_INPUT FOR THIS TASK_:
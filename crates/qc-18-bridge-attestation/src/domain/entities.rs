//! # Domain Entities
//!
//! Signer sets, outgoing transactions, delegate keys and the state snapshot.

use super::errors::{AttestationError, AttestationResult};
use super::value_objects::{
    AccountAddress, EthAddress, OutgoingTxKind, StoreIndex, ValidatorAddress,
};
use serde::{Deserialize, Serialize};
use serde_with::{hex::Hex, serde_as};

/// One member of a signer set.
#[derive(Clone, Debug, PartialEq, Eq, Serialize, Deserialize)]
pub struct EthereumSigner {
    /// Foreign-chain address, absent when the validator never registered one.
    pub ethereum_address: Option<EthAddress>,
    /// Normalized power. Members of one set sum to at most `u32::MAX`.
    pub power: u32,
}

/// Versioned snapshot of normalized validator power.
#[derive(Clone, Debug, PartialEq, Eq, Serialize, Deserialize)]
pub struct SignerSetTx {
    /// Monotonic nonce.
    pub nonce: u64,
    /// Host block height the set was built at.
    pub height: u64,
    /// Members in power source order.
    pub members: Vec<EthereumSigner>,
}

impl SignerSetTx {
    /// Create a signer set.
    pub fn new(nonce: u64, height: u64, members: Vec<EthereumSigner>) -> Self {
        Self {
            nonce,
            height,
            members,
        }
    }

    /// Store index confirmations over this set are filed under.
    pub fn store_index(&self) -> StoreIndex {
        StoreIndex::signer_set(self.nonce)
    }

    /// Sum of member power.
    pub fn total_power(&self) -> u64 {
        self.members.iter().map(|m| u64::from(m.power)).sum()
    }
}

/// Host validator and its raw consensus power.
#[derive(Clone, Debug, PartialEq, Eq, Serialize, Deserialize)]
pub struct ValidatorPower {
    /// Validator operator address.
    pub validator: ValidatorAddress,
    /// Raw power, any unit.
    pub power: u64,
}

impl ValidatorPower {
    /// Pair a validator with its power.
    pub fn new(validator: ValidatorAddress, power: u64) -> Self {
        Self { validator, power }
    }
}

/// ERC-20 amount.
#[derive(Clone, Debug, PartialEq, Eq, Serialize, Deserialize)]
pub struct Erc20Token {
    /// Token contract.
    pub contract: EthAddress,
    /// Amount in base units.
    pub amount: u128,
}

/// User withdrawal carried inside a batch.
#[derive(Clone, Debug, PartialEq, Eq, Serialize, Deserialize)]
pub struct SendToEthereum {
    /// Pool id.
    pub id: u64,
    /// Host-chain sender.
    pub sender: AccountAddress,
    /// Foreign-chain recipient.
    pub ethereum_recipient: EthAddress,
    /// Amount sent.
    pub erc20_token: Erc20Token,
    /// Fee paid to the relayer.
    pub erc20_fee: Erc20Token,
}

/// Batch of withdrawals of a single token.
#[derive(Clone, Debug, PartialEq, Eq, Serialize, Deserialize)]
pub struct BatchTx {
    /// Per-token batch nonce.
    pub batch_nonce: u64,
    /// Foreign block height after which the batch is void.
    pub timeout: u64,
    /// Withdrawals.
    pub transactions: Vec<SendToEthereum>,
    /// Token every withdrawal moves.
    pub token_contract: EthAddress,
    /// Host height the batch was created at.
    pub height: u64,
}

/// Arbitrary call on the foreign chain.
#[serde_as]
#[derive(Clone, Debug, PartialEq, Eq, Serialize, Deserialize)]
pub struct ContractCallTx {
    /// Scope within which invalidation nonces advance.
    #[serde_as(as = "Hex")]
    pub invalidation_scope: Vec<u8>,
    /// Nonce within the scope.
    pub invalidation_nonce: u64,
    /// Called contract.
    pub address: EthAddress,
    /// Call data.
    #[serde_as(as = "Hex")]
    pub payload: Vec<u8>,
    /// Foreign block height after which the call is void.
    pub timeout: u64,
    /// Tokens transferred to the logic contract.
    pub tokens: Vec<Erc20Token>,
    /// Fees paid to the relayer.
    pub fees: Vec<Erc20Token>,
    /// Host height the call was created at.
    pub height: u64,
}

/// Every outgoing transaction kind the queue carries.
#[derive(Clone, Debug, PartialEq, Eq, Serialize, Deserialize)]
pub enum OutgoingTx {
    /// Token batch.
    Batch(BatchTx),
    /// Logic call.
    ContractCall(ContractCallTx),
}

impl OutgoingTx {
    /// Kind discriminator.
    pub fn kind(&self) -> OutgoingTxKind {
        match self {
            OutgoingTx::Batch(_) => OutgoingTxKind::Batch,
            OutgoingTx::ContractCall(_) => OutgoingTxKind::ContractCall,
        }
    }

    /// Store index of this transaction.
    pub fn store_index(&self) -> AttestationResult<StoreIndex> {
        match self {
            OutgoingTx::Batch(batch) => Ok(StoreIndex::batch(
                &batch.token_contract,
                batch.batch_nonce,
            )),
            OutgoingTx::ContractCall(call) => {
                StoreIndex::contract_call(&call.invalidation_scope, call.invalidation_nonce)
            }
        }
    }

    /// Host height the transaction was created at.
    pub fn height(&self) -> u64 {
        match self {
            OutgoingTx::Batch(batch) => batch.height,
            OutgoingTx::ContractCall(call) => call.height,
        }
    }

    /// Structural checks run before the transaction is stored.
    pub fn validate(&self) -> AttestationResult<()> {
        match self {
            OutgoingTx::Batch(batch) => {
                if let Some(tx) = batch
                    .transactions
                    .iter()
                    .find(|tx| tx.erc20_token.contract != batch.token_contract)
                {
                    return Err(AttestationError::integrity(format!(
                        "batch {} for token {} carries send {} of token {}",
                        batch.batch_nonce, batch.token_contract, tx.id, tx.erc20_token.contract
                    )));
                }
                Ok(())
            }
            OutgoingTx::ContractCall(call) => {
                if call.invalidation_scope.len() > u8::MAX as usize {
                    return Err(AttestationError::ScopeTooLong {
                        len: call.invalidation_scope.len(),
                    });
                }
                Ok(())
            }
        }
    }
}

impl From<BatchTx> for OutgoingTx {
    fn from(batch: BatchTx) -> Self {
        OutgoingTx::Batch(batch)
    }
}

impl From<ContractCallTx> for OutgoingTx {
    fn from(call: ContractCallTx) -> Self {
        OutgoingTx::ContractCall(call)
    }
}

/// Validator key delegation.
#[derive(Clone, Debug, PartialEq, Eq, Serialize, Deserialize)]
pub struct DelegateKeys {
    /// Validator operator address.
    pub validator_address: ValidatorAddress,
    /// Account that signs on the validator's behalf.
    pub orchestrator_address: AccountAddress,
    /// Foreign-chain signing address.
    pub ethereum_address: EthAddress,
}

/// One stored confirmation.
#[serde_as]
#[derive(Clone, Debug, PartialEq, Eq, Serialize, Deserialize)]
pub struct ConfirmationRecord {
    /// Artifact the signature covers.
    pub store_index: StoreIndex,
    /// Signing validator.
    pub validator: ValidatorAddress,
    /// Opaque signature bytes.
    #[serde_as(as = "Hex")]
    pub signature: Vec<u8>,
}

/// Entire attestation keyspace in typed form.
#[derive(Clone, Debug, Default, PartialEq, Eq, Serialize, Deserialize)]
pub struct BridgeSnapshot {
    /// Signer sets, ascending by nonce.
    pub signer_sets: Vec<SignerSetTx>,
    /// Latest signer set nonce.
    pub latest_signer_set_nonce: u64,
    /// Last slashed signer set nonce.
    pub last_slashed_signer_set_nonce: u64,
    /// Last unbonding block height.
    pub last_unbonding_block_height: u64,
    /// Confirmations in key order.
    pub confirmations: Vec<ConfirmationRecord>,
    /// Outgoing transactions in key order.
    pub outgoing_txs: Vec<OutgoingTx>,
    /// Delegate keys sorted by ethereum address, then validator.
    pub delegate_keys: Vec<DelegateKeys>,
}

_TASK GOAL_: Each line above that contains the word "SignerSetTx" should be returned.

_RESPONSE TO THE EXERCISE_:
pub struct SignerSetTx {
impl SignerSetTx {
    pub signer_sets: Vec<SignerSetTx>,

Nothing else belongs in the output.